2. Families will have more together time, so what face-to-face practices can you develop that can be sustained later: playing outdoors, board or card games, enacting role-plays or dramas (thinking of “Little Women” here–truly great film).
3. The crisis is serious, and many people we know and don’t know will be affected, and many more will die. Can you and your loved ones set up times to pray together for the sick, the grieving and our world?
4. The creation is getting a “climate change” slow-down, so how can you build new habits of creation-care in this time to continue once the crisis is winding down.
5. This crisis exposes the weaknesses of so many social systems: health care, government, the consumer economy, over crowded prisons and detention centers, and more. If you could choose one you would want to change in the future, what would it be? Now is a good time to research how!
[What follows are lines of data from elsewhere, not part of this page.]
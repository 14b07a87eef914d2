mod common;

use common::{context, example_catalog, example_jobs, RecordingBackend};
use xsub_core::errors::XsubError;
use xsub_core::{ExitStatus, JobSpec, JobState};
use xsub_exp::{
    Catalog, DryRunBackend, EnvironmentConfig, FsEnvironment, Orchestrator, Scheduler,
    SubmissionBackend,
};

#[test]
fn example_catalog_renders_expected_arguments() {
    let orchestrator = Orchestrator::new(RecordingBackend::default());
    let ctx = context("beta-v2.0");
    let results = orchestrator.run(&ctx, &example_jobs());
    assert_eq!(results.len(), 2);

    assert_eq!(
        results[0].invocation,
        "submit pytorch-1.0 v1.0 beta-v2.0 fisher_rao_norm.yaml --models mlp1wb mlp2wb mlp5wb --epochs 300"
    );
    assert_eq!(
        results[1].invocation,
        "submit pytorch-1.0 v1.0 beta-v2.0 l2_norm.yaml --epochs 300"
    );
    assert!(!results[1].invocation.contains("--models"));

    let calls = orchestrator.backend().calls();
    assert_eq!(calls.len(), 2);
    assert_eq!(
        calls[1],
        ["pytorch-1.0", "v1.0", "beta-v2.0", "l2_norm.yaml", "--epochs", "300"]
    );
}

#[test]
fn failed_job_does_not_stop_the_batch() {
    let jobs = vec![
        JobSpec::new("a.yaml", ["m1"]),
        JobSpec::new("b.yaml", ["m1"]),
        JobSpec::new("c.yaml", ["m1"]),
    ];
    let orchestrator = Orchestrator::new(RecordingBackend::failing_on(&["b.yaml"]));
    let results = orchestrator.run(&context("beta"), &jobs);

    let statuses: Vec<_> = results.iter().map(|result| result.exit_status).collect();
    assert_eq!(
        statuses,
        [ExitStatus::Success, ExitStatus::Failure, ExitStatus::Success]
    );
    let diagnostic = results[1].diagnostic.as_deref().expect("diagnostic");
    assert!(diagnostic.contains("queue rejected job"));
    assert!(results[0].diagnostic.is_none());
    assert_eq!(orchestrator.backend().calls().len(), 3);

    let states: Vec<_> = results.iter().map(|result| result.state).collect();
    assert_eq!(
        states,
        [JobState::Succeeded, JobState::Failed, JobState::Succeeded]
    );
    assert!(results.iter().all(|result| result.state.is_terminal()));
}

#[test]
fn analysis_version_is_shared_within_a_run() {
    let orchestrator = Orchestrator::new(RecordingBackend::default());
    orchestrator.run(&context("beta-v2.0"), &example_jobs());
    for call in orchestrator.backend().calls() {
        assert_eq!(call[2], "beta-v2.0");
    }
}

#[test]
fn reruns_produce_identical_invocations() {
    let orchestrator = Orchestrator::new(DryRunBackend::default());
    let first = orchestrator.plan(&context("beta-v2.0"), &example_jobs());
    let second = orchestrator.plan(&context("beta-v2.0"), &example_jobs());
    assert_eq!(first, second);

    let other = orchestrator.plan(&context("beta-v2.1"), &example_jobs());
    assert_ne!(first, other);
}

#[test]
fn parallel_dispatch_keeps_catalog_order() {
    let jobs: Vec<JobSpec> = (0..32)
        .map(|idx| JobSpec::new(format!("cfg_{idx:02}.yaml"), ["m"]))
        .collect();
    let orchestrator = Orchestrator::new(RecordingBackend::failing_on(&["cfg_07.yaml"]))
        .with_scheduler(Scheduler::with_parallelism(4));
    let results = orchestrator.run(&context("beta"), &jobs);
    assert_eq!(results.len(), jobs.len());
    for (idx, result) in results.iter().enumerate() {
        assert_eq!(result.index, idx);
        assert_eq!(result.job, jobs[idx]);
        assert_eq!(result.succeeded(), idx != 7);
    }
}

#[test]
fn run_batch_reports_every_job() {
    let orchestrator = Orchestrator::new(RecordingBackend::failing_on(&["l2_norm.yaml"]));
    let env = FsEnvironment::new(EnvironmentConfig::default());
    let report = orchestrator
        .run_batch(&env, &context("beta-v2.0"), &example_catalog())
        .expect("batch");
    assert_eq!(report.summary.total, 2);
    assert_eq!(report.summary.succeeded, 1);
    assert_eq!(report.summary.failed, 1);
    assert!(!report.all_succeeded());
    assert_eq!(report.failures().count(), 1);
    assert_eq!(report.context.analysis_version(), "beta-v2.0");
    assert_eq!(report.catalog_hash, example_catalog().catalog_hash().expect("hash"));
}

#[test]
fn environment_failure_aborts_before_dispatch() {
    let temp = tempfile::tempdir().expect("tmp dir");
    let env = FsEnvironment::new(EnvironmentConfig {
        storage_root: Some(temp.path().join("missing")),
        ..EnvironmentConfig::default()
    });
    let orchestrator = Orchestrator::new(RecordingBackend::default());
    let err = orchestrator
        .run_batch(&env, &context("beta"), &example_catalog())
        .expect_err("environment");
    assert!(matches!(err, XsubError::Environment(_)));
    assert!(orchestrator.backend().calls().is_empty());
}

#[test]
fn empty_catalog_aborts_before_dispatch() {
    let orchestrator = Orchestrator::new(RecordingBackend::default());
    let env = FsEnvironment::new(EnvironmentConfig::default());
    let err = orchestrator
        .run_batch(&env, &context("beta"), &Catalog::from_jobs(Vec::new()))
        .expect_err("catalog");
    assert_eq!(err.info().code, "catalog_empty");
    assert!(orchestrator.backend().calls().is_empty());
}

#[test]
fn empty_job_list_yields_no_results() {
    let orchestrator = Orchestrator::new(RecordingBackend::default());
    assert!(orchestrator.run(&context("beta"), &[]).is_empty());
}

#[test]
fn dry_run_uses_configured_program() {
    let backend = DryRunBackend::for_program("/opt/bin/submit", vec!["--cluster".to_string(), "beluga".to_string()]);
    let ctx = context("beta");
    let job = JobSpec::new("a.yaml", ["m1"]);
    let request = xsub_exp::SubmissionRequest::new(&ctx, &job);
    assert_eq!(
        backend.invocation(&request).command_line(),
        "/opt/bin/submit --cluster beluga pytorch-1.0 v1.0 beta a.yaml --models m1"
    );
    let receipt = backend.submit(&request).expect("dry run");
    assert_eq!(receipt.attempts, 1);
}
6. Affirm how much we need each other–reach out when lonely, reach out with support and with discussion and virtual play (heard two friends having a “wine-tasting” and others a “dance time” by Zoom!).
Meanwhile churches are being creative by live-streaming or recording worship by leaders, making text and phone pastoral check-ins, planning ahead via Zoom and tele-conference, and bringing food or supplies to those who cannot get out. We are one body, and this time may help us all to claim how much we need one another to be faithful people.